#### TASK OBJECTIVE:
Your reply should be made up of every line in the records below that holds the string "PathBuf".

═════ GIVEN RECORDS ═════

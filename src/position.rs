//! Subscriber position counter.
//!
//! Positions live in a counters file managed by an external registry; one
//! 64-byte slot per counter, value word at the slot base. The image is
//! the only writer of its own slot. Flow-control consumers in other
//! processes read it, so publication uses release semantics: an acquire
//! read observing a position also observes every handler effect that
//! preceded its publication.

use core::sync::atomic::Ordering;

use crate::region::Region;

/// Size of one counter slot, in bytes (one cache line).
pub const COUNTER_LENGTH: usize = 64;

/// A view of one position counter inside a shared counters region.
#[derive(Clone, Copy)]
pub struct SubscriberPosition {
    counters: Region,
    offset: usize,
    id: i32,
}

impl SubscriberPosition {
    /// Attach to counter `id` within `counters`.
    ///
    /// Panics if the region is too small to hold the slot.
    pub fn attach(counters: Region, id: i32) -> Self {
        assert!(id >= 0, "counter id must be non-negative");
        let offset = id as usize * COUNTER_LENGTH;
        assert!(
            offset + COUNTER_LENGTH <= counters.len(),
            "counter {id} out of bounds (counters len={})",
            counters.len()
        );
        Self {
            counters,
            offset,
            id,
        }
    }

    /// The counter id backing this position.
    #[inline]
    pub fn id(&self) -> i32 {
        self.id
    }

    /// Plain read, for the owning (polling) thread.
    #[inline]
    pub fn get(&self) -> i64 {
        self.counters.atomic_i64(self.offset).load(Ordering::Relaxed)
    }

    /// Acquire read, pairing with another party's release write.
    #[inline]
    pub fn get_volatile(&self) -> i64 {
        self.counters.atomic_i64(self.offset).load(Ordering::Acquire)
    }

    /// Release write, publishing all prior effects with the new value.
    #[inline]
    pub fn set_ordered(&self, value: i64) {
        self.counters
            .atomic_i64(self.offset)
            .store(value, Ordering::Release);
    }
}
/*!
 * Metrics
 * Whole-run aggregates derived from completed tasks
 */

use crate::core::errors::SimulationError;
use crate::core::types::{SimResult, Time};
use crate::task::Task;
use serde::{Deserialize, Serialize};

/// Summary statistics for one completed policy run
#[derive(Debug, Clone, PartialEq, Serialize, Deserialize)]
#[serde(rename_all = "snake_case")]
pub struct Aggregates {
    pub avg_turnaround: f64,
    pub avg_waiting: f64,
    /// Tasks finished per tick of elapsed schedule time
    pub throughput: f64,
    pub task_count: usize,
    pub makespan: Time,
}

impl Aggregates {
    /// Derive aggregates from a fully scheduled task list
    ///
    /// Every task must carry a completion time; a task that never ran is an
    /// error rather than a silent hole in the averages. Makespan here is the
    /// latest completion, which matches the timeline's last block end for
    /// any run the schedulers produce.
    pub fn from_tasks(tasks: &[Task]) -> SimResult<Self> {
        if tasks.is_empty() {
            return Err(SimulationError::EmptyTaskSet);
        }

        let mut turnaround_total: Time = 0;
        let mut waiting_total: Time = 0;
        let mut makespan: Time = 0;

        for task in tasks {
            let completion = task
                .completion
                .ok_or_else(|| SimulationError::IncompleteTask {
                    id: task.id.clone(),
                })?;
            let turnaround = completion - task.arrival;
            turnaround_total += turnaround;
            waiting_total += turnaround - task.burst;
            makespan = makespan.max(completion);
        }

        let count = tasks.len();
        Ok(Self {
            avg_turnaround: turnaround_total as f64 / count as f64,
            avg_waiting: waiting_total as f64 / count as f64,
            throughput: count as f64 / makespan as f64,
            task_count: count,
            makespan,
        })
    }
}

#[cfg(test)]
mod tests {
    use super::*;

    fn completed(id: &str, arrival: Time, burst: Time, completion: Time) -> Task {
        let mut task = Task::new(id, arrival, burst);
        task.remaining = 0;
        task.complete_at(completion);
        task
    }

    #[test]
    fn test_aggregates_over_three_tasks() {
        let tasks = vec![
            completed("P1", 0, 5, 5),
            completed("P2", 1, 3, 8),
            completed("P3", 2, 8, 16),
        ];
        let aggregates = Aggregates::from_tasks(&tasks).unwrap();

        assert!((aggregates.avg_turnaround - 26.0 / 3.0).abs() < 1e-9);
        assert!((aggregates.avg_waiting - 10.0 / 3.0).abs() < 1e-9);
        assert!((aggregates.throughput - 0.1875).abs() < 1e-9);
        assert_eq!(aggregates.task_count, 3);
        assert_eq!(aggregates.makespan, 16);
    }

    #[test]
    fn test_empty_list_is_an_error() {
        assert_eq!(
            Aggregates::from_tasks(&[]),
            Err(SimulationError::EmptyTaskSet)
        );
    }

    #[test]
    fn test_incomplete_task_is_an_error() {
        let tasks = vec![completed("P1", 0, 2, 2), Task::new("P2", 1, 3)];
        assert_eq!(
            Aggregates::from_tasks(&tasks),
            Err(SimulationError::IncompleteTask { id: "P2".into() })
        );
    }

    #[test]
    fn test_single_task_starting_late() {
        let tasks = vec![completed("P1", 4, 6, 10)];
        let aggregates = Aggregates::from_tasks(&tasks).unwrap();

        assert!((aggregates.avg_turnaround - 6.0).abs() < 1e-9);
        assert!((aggregates.avg_waiting - 0.0).abs() < 1e-9);
        assert_eq!(aggregates.makespan, 10);
        assert!((aggregates.throughput - 0.1).abs() < 1e-9);
    }
}
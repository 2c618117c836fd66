/*!
 * Error Types
 * Simulation error taxonomy with thiserror, miette, and serde support
 */

use crate::core::types::{TaskId, Time};
use miette::Diagnostic;
use serde::{Deserialize, Serialize};
use thiserror::Error;

/// Caller-input errors, detected synchronously before any task is mutated
///
/// Once an input passes validation, FCFS and Round Robin are total
/// functions over it: there are no recoverable mid-run errors.
#[derive(Error, Debug, Clone, Serialize, Deserialize, PartialEq, Eq, Diagnostic)]
#[serde(tag = "error_type", content = "details", rename_all = "snake_case")]
pub enum SimulationError {
    #[error("Empty task set")]
    #[diagnostic(
        code(scheduler::empty_task_set),
        help("Add at least one task before scheduling; aggregates over zero tasks are undefined.")
    )]
    EmptyTaskSet,

    #[error("Invalid quantum: {quantum}")]
    #[diagnostic(
        code(scheduler::invalid_quantum),
        help("Round Robin needs a time slice of at least 1 tick.")
    )]
    InvalidQuantum { quantum: Time },

    #[error("Invalid task {id}: burst time must be positive")]
    #[diagnostic(
        code(scheduler::invalid_task),
        help("Every task needs a burst of at least 1 tick.")
    )]
    InvalidTask { id: TaskId },

    #[error("Task {id} has not been scheduled")]
    #[diagnostic(
        code(metrics::incomplete_task),
        help("Run a policy over the task set before deriving aggregate metrics.")
    )]
    IncompleteTask { id: TaskId },
}
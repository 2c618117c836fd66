/*!
 * Task Model
 * The schedulable unit: immutable descriptor, mutable run state, derived results
 */

use crate::core::errors::SimulationError;
use crate::core::serde::is_none;
use crate::core::types::{SimResult, TaskId, Time};
use serde::{Deserialize, Deserializer, Serialize};

/// One schedulable unit of work
///
/// `id`, `arrival`, and `burst` are fixed at construction. `remaining` and
/// the result fields are driven by a policy run: `remaining` counts down to
/// zero, and at that instant `completion`, `turnaround`, and `waiting` are
/// set together, exactly once. [`Task::reset`] restores the freshly
/// constructed state, which the scheduler does before every run so the same
/// list can be re-scheduled under a different policy without residue.
#[derive(Debug, Clone, PartialEq, Eq, Serialize)]
#[serde(rename_all = "snake_case")]
pub struct Task {
    pub id: TaskId,
    pub arrival: Time,
    pub burst: Time,
    pub remaining: Time,
    #[serde(skip_serializing_if = "is_none")]
    pub completion: Option<Time>,
    #[serde(skip_serializing_if = "is_none")]
    pub turnaround: Option<Time>,
    #[serde(skip_serializing_if = "is_none")]
    pub waiting: Option<Time>,
}

impl Task {
    /// Create a task that has not run yet
    pub fn new(id: impl Into<TaskId>, arrival: Time, burst: Time) -> Self {
        Self {
            id: id.into(),
            arrival,
            burst,
            remaining: burst,
            completion: None,
            turnaround: None,
            waiting: None,
        }
    }

    /// Restore the freshly constructed state
    pub fn reset(&mut self) {
        self.remaining = self.burst;
        self.completion = None;
        self.turnaround = None;
        self.waiting = None;
    }

    /// Whether a policy run has finished this task
    pub fn is_complete(&self) -> bool {
        self.completion.is_some()
    }

    /// Reject descriptors the policies cannot schedule
    pub fn validate(&self) -> SimResult<()> {
        if self.burst == 0 {
            return Err(SimulationError::InvalidTask {
                id: self.id.clone(),
            });
        }
        Ok(())
    }

    /// Mark the task finished at `clock` and derive its result fields
    ///
    /// `turnaround = completion - arrival` and `waiting = turnaround - burst`;
    /// both are non-negative for any schedule that never runs a task before
    /// it arrives.
    pub(crate) fn complete_at(&mut self, clock: Time) {
        debug_assert_eq!(self.remaining, 0, "task completed with time left");
        debug_assert!(self.completion.is_none(), "completion set twice");
        let turnaround = clock - self.arrival;
        self.completion = Some(clock);
        self.turnaround = Some(turnaround);
        self.waiting = Some(turnaround - self.burst);
    }
}

/// Deserializes the boundary descriptor shape `{id, arrival, burst}`;
/// run state always starts fresh.
impl<'de> Deserialize<'de> for Task {
    fn deserialize<D>(deserializer: D) -> Result<Self, D::Error>
    where
        D: Deserializer<'de>,
    {
        #[derive(Deserialize)]
        #[serde(rename_all = "snake_case")]
        struct Descriptor {
            id: TaskId,
            arrival: Time,
            burst: Time,
        }

        let descriptor = Descriptor::deserialize(deserializer)?;
        Ok(Task::new(descriptor.id, descriptor.arrival, descriptor.burst))
    }
}
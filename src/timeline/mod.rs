/*!
 * Timeline
 * Ordered record of which task held the processor over which interval
 */

use crate::core::types::{TaskId, Time};
use serde::Serialize;

/// Half-open interval `[start, end)` during which one task ran
#[derive(Debug, Clone, PartialEq, Eq, Serialize)]
#[serde(rename_all = "snake_case")]
pub struct ExecutionBlock {
    pub task: TaskId,
    pub start: Time,
    pub end: Time,
}

impl ExecutionBlock {
    pub(crate) fn new(task: TaskId, start: Time, end: Time) -> Self {
        debug_assert!(start < end, "empty execution block");
        Self { task, start, end }
    }

    /// Ticks of processor time the block covers
    pub fn duration(&self) -> Time {
        self.end - self.start
    }
}

/// Execution history of one policy run
///
/// Blocks are appended in dispatch order, so starts are non-decreasing and
/// each block begins at or after the previous block's end. Gaps between
/// consecutive blocks are idle time; the timeline stores no explicit idle
/// markers, consumers derive gaps from the block boundaries.
#[derive(Debug, Clone, Default, PartialEq, Eq, Serialize)]
#[serde(transparent)]
pub struct Timeline {
    blocks: Vec<ExecutionBlock>,
}

impl Timeline {
    pub fn new() -> Self {
        Self::default()
    }

    /// Append the next dispatch interval
    pub(crate) fn record(&mut self, task: TaskId, start: Time, end: Time) {
        debug_assert!(
            self.blocks.last().map_or(true, |last| last.end <= start),
            "blocks recorded out of order"
        );
        self.blocks.push(ExecutionBlock::new(task, start, end));
    }

    pub fn blocks(&self) -> &[ExecutionBlock] {
        &self.blocks
    }

    pub fn len(&self) -> usize {
        self.blocks.len()
    }

    pub fn is_empty(&self) -> bool {
        self.blocks.is_empty()
    }

    pub fn iter(&self) -> std::slice::Iter<'_, ExecutionBlock> {
        self.blocks.iter()
    }

    /// Instant the last block ends, 0 for an empty timeline
    pub fn makespan(&self) -> Time {
        self.blocks.last().map_or(0, |block| block.end)
    }

    /// Total ticks spent running tasks, excluding idle gaps
    pub fn busy_time(&self) -> Time {
        self.blocks.iter().map(ExecutionBlock::duration).sum()
    }

    /// Total ticks one task spent running, summed over all its blocks
    pub fn task_time(&self, id: &str) -> Time {
        self.blocks
            .iter()
            .filter(|block| block.task == id)
            .map(ExecutionBlock::duration)
            .sum()
    }
}

impl<'a> IntoIterator for &'a Timeline {
    type Item = &'a ExecutionBlock;
    type IntoIter = std::slice::Iter<'a, ExecutionBlock>;

    fn into_iter(self) -> Self::IntoIter {
        self.blocks.iter()
    }
}
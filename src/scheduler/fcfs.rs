/*!
 * First-Come-First-Served
 * Non-preemptive dispatch in arrival order, ties kept in input order
 */

use crate::task::Task;
use crate::timeline::Timeline;
use log::debug;

/// Run every task to completion in arrival order
///
/// The processor idles whenever the next task in line has not arrived yet;
/// the clock jumps forward to its arrival and the gap shows up as a hole
/// between consecutive timeline blocks.
pub(super) fn run(tasks: &mut [Task]) -> Timeline {
    let order = super::arrival_order(tasks);
    let mut timeline = Timeline::new();
    let mut clock = 0;

    for &index in &order {
        let task = &mut tasks[index];
        if clock < task.arrival {
            clock = task.arrival;
        }

        let start = clock;
        clock += task.burst;
        timeline.record(task.id.clone(), start, clock);
        debug!("FCFS: {} ran [{start}, {clock})", task.id);

        task.remaining = 0;
        task.complete_at(clock);
    }

    timeline
}

#[cfg(test)]
mod tests {
    use super::*;

    #[test]
    fn test_runs_in_arrival_order() {
        let mut tasks = vec![
            Task::new("P2", 4, 2),
            Task::new("P1", 0, 3),
            Task::new("P3", 5, 1),
        ];
        let timeline = run(&mut tasks);

        let order: Vec<&str> = timeline.iter().map(|block| block.task.as_str()).collect();
        assert_eq!(order, vec!["P1", "P2", "P3"]);
    }

    #[test]
    fn test_arrival_tie_keeps_input_order() {
        let mut tasks = vec![
            Task::new("A", 2, 1),
            Task::new("B", 2, 1),
            Task::new("C", 0, 1),
        ];
        let timeline = run(&mut tasks);

        let order: Vec<&str> = timeline.iter().map(|block| block.task.as_str()).collect();
        assert_eq!(order, vec!["C", "A", "B"]);
    }

    #[test]
    fn test_idle_gap_advances_clock() {
        let mut tasks = vec![Task::new("P1", 0, 2), Task::new("P2", 10, 3)];
        let timeline = run(&mut tasks);

        assert_eq!(timeline.blocks()[1].start, 10);
        assert_eq!(timeline.makespan(), 13);
        assert_eq!(tasks[1].waiting, Some(0));
    }

    #[test]
    fn test_each_task_completes_once() {
        let mut tasks = vec![Task::new("P1", 0, 5), Task::new("P2", 1, 3)];
        run(&mut tasks);

        assert!(tasks.iter().all(Task::is_complete));
        assert_eq!(tasks[0].completion, Some(5));
        assert_eq!(tasks[1].completion, Some(8));
    }
}
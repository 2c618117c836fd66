/*!
 * Schedsim CLI
 * Parses a task set, runs it under the chosen policy, and prints the
 * results table, Gantt chart, and aggregates as text or JSON
 */

use clap::Parser;
use miette::{IntoDiagnostic, WrapErr};
use schedsim::{render, Policy, ReplayCursor, Scheduler, Task, Tick, Time, DEFAULT_QUANTUM};
use std::fs;
use std::path::{Path, PathBuf};

#[derive(Parser, Debug)]
#[command(name = "schedsim", version, about = "CPU scheduling simulator")]
struct Args {
    /// Task descriptor, repeatable
    #[arg(short = 't', long = "task", value_name = "ID,ARRIVAL,BURST")]
    task: Vec<String>,

    /// File with one ID,ARRIVAL,BURST per line, or a JSON array of tasks
    #[arg(short = 'i', long, value_name = "FILE")]
    input: Option<PathBuf>,

    /// Add the built-in three-task example
    #[arg(long)]
    demo: bool,

    /// Dispatch policy: fcfs or round_robin
    #[arg(short = 'p', long, default_value = "fcfs")]
    policy: String,

    /// Ticks per slice under round robin
    #[arg(short = 'q', long, default_value_t = DEFAULT_QUANTUM)]
    quantum: Time,

    /// Emit the run as pretty-printed JSON instead of text
    #[arg(long)]
    json: bool,

    /// Append a tick-by-tick trace of the run
    #[arg(long)]
    replay: bool,

    /// Gantt chart width in cells
    #[arg(long, default_value_t = 60)]
    width: usize,
}

fn main() -> miette::Result<()> {
    env_logger::init();
    let args = Args::parse();

    let mut tasks = Vec::new();
    if let Some(path) = &args.input {
        tasks.extend(read_tasks(path)?);
    }
    for line in &args.task {
        tasks.push(parse_task(line)?);
    }
    if args.demo {
        tasks.extend(demo_tasks());
    }
    if tasks.is_empty() {
        miette::bail!("no tasks given; use --task, --input, or --demo");
    }

    let mut policy: Policy = args
        .policy
        .parse()
        .map_err(|message: String| miette::miette!("{message}"))?;
    if let Policy::RoundRobin { .. } = policy {
        policy = Policy::round_robin(args.quantum);
    }

    let schedule = Scheduler::new(policy).run(&mut tasks)?;

    if args.json {
        let mut value = serde_json::to_value(&schedule).into_diagnostic()?;
        value["tasks"] = serde_json::to_value(&tasks).into_diagnostic()?;
        if args.replay {
            let ticks: Vec<Tick> = ReplayCursor::new(&schedule.timeline).collect();
            value["replay"] = serde_json::to_value(ticks).into_diagnostic()?;
        }
        println!(
            "{}",
            serde_json::to_string_pretty(&value).into_diagnostic()?
        );
        return Ok(());
    }

    println!("{}", render::results_table(&tasks));
    println!();
    println!("{}", render::gantt_chart(&schedule.timeline, args.width));
    println!();
    println!("{}", render::summary(&schedule.aggregates));

    if args.replay {
        println!();
        for tick in ReplayCursor::new(&schedule.timeline) {
            match tick.running {
                Some(id) => println!("t={:<4} {id}", tick.at),
                None => println!("t={:<4} (idle)", tick.at),
            }
        }
    }

    Ok(())
}

/// Parse one `ID,ARRIVAL,BURST` descriptor
fn parse_task(line: &str) -> miette::Result<Task> {
    let fields: Vec<&str> = line.split(',').map(str::trim).collect();
    let [id, arrival, burst] = fields.as_slice() else {
        miette::bail!("expected ID,ARRIVAL,BURST, got '{line}'");
    };
    if id.is_empty() {
        miette::bail!("empty task id in '{line}'");
    }
    let arrival: Time = arrival
        .parse()
        .into_diagnostic()
        .wrap_err_with(|| format!("bad arrival in '{line}'"))?;
    let burst: Time = burst
        .parse()
        .into_diagnostic()
        .wrap_err_with(|| format!("bad burst in '{line}'"))?;
    Ok(Task::new(*id, arrival, burst))
}

/// Load tasks from a JSON array or a line-per-task text file
///
/// Text files may contain blank lines and `#` comments.
fn read_tasks(path: &Path) -> miette::Result<Vec<Task>> {
    let content = fs::read_to_string(path)
        .into_diagnostic()
        .wrap_err_with(|| format!("cannot read {}", path.display()))?;

    if path.extension().is_some_and(|ext| ext == "json") {
        return serde_json::from_str(&content)
            .into_diagnostic()
            .wrap_err_with(|| format!("invalid task JSON in {}", path.display()));
    }

    content
        .lines()
        .map(str::trim)
        .filter(|line| !line.is_empty() && !line.starts_with('#'))
        .map(parse_task)
        .collect()
}

fn demo_tasks() -> Vec<Task> {
    vec![
        Task::new("P1", 0, 5),
        Task::new("P2", 1, 3),
        Task::new("P3", 2, 8),
    ]
}

#[cfg(test)]
mod tests {
    use super::*;

    #[test]
    fn test_parse_task_line() {
        assert_eq!(parse_task("P1, 0, 5").unwrap(), Task::new("P1", 0, 5));
        assert_eq!(parse_task("io,3,12").unwrap(), Task::new("io", 3, 12));
    }

    #[test]
    fn test_parse_task_rejects_bad_lines() {
        assert!(parse_task("P1,0").is_err());
        assert!(parse_task("P1,0,5,9").is_err());
        assert!(parse_task(",0,5").is_err());
        assert!(parse_task("P1,zero,5").is_err());
        assert!(parse_task("P1,0,-5").is_err());
    }

    #[test]
    fn test_args_defaults() {
        let args = Args::parse_from(["schedsim", "--demo"]);
        assert!(args.demo);
        assert_eq!(args.policy, "fcfs");
        assert_eq!(args.quantum, DEFAULT_QUANTUM);
        assert_eq!(args.width, 60);
        assert!(!args.json);
    }

    #[test]
    fn test_quantum_flag_feeds_round_robin() {
        let args = Args::parse_from(["schedsim", "--demo", "-p", "rr", "-q", "4"]);
        let mut policy: Policy = args.policy.parse().unwrap();
        if let Policy::RoundRobin { .. } = policy {
            policy = Policy::round_robin(args.quantum);
        }
        assert_eq!(policy, Policy::round_robin(4));
    }
}
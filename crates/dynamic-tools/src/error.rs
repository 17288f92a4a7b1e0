use thiserror::Error;

/// Failure produced by a caller-supplied callback (fetch, predicate, observer, handler).
pub type BoxError = Box<dyn std::error::Error + Send + Sync>;

pub type ToolRefreshResult<T> = Result<T, ToolRefreshError>;

#[derive(Debug, Error)]
pub enum ToolRefreshError {
    #[error("refresh predicate failed: {0}")]
    Predicate(#[source] BoxError),
    #[error("failed to fetch replacement tools: {0}")]
    Fetch(#[source] BoxError),
    #[error("refresh observer failed: {0}")]
    Observer(#[source] BoxError),
    #[error("step handler failed: {0}")]
    Handler(#[source] BoxError),
}

impl ToolRefreshError {
    pub fn handler(error: impl Into<BoxError>) -> Self {
        ToolRefreshError::Handler(error.into())
    }
}
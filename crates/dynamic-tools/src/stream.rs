use std::pin::Pin;

use futures_util::Stream;
use serde_json::Value;

/// Provider-agnostic stream event enum.
#[derive(Debug, Clone)]
pub enum LlmStreamEvent {
    TextDelta {
        id: String,
        text: String,
    },
    ToolCall {
        tool_call_id: String,
        tool_name: String,
        input: Value,
    },
    ToolResult {
        tool_call_id: String,
        tool_name: String,
        input: Value,
        output: Value,
    },
    ToolError {
        tool_call_id: String,
        tool_name: String,
        input: Value,
        error: Value,
    },
    Error {
        error: Value,
    },
    Start,
    Finish,
}

pub type LlmStream = Pin<Box<dyn Stream<Item = LlmStreamEvent> + Send>>;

═════

#### OUTPUT:
use std::path::{Path, PathBuf};
    input: Option<PathBuf>,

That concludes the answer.